Task item >>
Scan the lines below for the word "commands". Copy each line you find it in.

Source records >>
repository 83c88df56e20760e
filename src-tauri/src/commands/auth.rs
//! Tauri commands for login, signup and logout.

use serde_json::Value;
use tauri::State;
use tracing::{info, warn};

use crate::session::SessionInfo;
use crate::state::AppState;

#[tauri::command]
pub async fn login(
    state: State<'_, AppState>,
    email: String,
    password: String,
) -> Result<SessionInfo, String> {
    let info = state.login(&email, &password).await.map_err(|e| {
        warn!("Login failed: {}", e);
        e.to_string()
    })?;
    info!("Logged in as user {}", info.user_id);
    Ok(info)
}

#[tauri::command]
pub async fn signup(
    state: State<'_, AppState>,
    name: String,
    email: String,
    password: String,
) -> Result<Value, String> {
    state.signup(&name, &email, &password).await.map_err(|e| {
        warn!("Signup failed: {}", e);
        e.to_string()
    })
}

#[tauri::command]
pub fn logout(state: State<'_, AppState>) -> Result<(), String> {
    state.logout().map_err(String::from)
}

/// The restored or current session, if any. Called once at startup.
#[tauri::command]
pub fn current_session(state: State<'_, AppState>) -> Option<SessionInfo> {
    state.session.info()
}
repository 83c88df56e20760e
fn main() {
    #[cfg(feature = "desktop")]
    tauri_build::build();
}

==

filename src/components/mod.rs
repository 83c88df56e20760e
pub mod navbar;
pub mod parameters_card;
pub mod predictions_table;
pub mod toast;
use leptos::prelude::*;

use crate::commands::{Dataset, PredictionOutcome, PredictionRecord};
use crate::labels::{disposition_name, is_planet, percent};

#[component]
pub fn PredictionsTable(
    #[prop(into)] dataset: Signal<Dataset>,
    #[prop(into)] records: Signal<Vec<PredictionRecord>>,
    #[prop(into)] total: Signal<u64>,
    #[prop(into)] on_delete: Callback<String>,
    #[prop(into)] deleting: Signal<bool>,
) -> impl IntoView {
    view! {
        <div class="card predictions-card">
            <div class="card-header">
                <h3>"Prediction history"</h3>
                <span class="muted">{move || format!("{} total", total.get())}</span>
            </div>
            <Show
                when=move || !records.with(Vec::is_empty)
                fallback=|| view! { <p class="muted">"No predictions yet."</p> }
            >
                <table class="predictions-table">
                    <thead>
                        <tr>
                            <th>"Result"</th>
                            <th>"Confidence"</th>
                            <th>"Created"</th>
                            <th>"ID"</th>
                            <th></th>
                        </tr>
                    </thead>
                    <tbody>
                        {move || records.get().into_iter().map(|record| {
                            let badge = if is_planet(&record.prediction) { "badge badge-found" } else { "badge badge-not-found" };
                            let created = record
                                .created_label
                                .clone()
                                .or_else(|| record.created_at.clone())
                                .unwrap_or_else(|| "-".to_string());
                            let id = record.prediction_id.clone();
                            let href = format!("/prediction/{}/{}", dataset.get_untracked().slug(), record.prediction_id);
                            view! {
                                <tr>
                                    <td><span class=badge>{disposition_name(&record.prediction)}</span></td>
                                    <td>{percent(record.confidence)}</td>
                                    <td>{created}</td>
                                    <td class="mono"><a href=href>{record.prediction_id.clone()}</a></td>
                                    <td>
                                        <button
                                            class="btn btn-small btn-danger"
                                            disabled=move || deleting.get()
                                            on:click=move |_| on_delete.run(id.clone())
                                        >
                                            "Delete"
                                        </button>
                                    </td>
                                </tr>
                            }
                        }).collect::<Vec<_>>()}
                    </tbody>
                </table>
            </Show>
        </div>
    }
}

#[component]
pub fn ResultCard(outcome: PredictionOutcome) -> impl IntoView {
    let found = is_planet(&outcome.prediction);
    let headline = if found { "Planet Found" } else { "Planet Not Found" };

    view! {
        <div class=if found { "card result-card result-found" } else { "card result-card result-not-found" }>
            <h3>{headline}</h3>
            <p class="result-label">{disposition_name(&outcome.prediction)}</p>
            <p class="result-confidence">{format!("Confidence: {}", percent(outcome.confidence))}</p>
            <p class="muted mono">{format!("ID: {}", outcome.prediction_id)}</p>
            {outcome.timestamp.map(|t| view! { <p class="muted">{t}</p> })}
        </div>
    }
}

Result of the task >>
filename src-tauri/src/commands/auth.rs
//! Tauri commands for login, signup and logout.
use crate::commands::{Dataset, PredictionOutcome, PredictionRecord};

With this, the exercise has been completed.